## BRIEF
The entries below are to be retyped exactly. Preserve every word.

## Stored dataset items

□ □ □ □

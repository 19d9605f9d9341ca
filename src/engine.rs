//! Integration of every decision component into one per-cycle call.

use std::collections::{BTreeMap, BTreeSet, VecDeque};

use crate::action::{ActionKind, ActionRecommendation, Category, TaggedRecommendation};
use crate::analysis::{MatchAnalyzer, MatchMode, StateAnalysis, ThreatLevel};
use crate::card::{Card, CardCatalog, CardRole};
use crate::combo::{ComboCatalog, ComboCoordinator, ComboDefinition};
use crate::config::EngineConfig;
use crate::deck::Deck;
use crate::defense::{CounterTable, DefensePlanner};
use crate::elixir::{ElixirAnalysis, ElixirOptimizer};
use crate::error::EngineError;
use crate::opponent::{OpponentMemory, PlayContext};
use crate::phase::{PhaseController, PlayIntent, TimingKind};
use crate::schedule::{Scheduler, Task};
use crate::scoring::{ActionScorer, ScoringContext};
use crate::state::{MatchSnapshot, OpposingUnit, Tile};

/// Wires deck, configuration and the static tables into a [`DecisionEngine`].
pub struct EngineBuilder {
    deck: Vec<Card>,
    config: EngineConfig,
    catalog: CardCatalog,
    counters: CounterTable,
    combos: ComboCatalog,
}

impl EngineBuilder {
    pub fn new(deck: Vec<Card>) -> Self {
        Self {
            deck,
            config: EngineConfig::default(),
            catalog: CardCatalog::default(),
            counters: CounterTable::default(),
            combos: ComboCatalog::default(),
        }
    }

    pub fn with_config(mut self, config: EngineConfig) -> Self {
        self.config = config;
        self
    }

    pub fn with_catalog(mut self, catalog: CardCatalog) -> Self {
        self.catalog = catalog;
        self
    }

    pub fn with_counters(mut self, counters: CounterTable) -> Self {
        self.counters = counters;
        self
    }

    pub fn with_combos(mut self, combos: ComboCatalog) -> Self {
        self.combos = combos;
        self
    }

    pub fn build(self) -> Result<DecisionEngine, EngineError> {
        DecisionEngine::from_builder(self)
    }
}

□ □ □ □

## SOLUTION TO THIS PROBLEM
repository 19d9605f9d9341ca
filename src/engine.rs
//! Integration of every decision component into one per-cycle call.

use std::collections::{BTreeMap, BTreeSet, VecDeque};

use crate::action::{ActionKind, ActionRecommendation, Category, TaggedRecommendation};
use crate::analysis::{MatchAnalyzer, MatchMode, StateAnalysis, ThreatLevel};
use crate::card::{Card, CardCatalog, CardRole};
use crate::combo::{ComboCatalog, ComboCoordinator, ComboDefinition};
use crate::config::EngineConfig;
use crate::deck::Deck;
use crate::defense::{CounterTable, DefensePlanner};
use crate::elixir::{ElixirAnalysis, ElixirOptimizer};
use crate::error::EngineError;
use crate::opponent::{OpponentMemory, PlayContext};
use crate::phase::{PhaseController, PlayIntent, TimingKind};
use crate::schedule::{Scheduler, Task};
use crate::scoring::{ActionScorer, ScoringContext};
use crate::state::{MatchSnapshot, OpposingUnit, Tile};

/// Wires deck, configuration and the static tables into a [`DecisionEngine`].
pub struct EngineBuilder {
    deck: Vec<Card>,
    config: EngineConfig,
    catalog: CardCatalog,
    counters: CounterTable,
    combos: ComboCatalog,
}

impl EngineBuilder {
    pub fn new(deck: Vec<Card>) -> Self {
        Self {
            deck,
            config: EngineConfig::default(),
            catalog: CardCatalog::default(),
            counters: CounterTable::default(),
            combos: ComboCatalog::default(),
        }
    }

    pub fn with_config(mut self, config: EngineConfig) -> Self {
        self.config = config;
        self
    }

    pub fn with_catalog(mut self, catalog: CardCatalog) -> Self {
        self.catalog = catalog;
        self
    }

    pub fn with_counters(mut self, counters: CounterTable) -> Self {
        self.counters = counters;
        self
    }

    pub fn with_combos(mut self, combos: ComboCatalog) -> Self {
        self.combos = combos;
        self
    }

    pub fn build(self) -> Result<DecisionEngine, EngineError> {
        DecisionEngine::from_builder(self)
    }
}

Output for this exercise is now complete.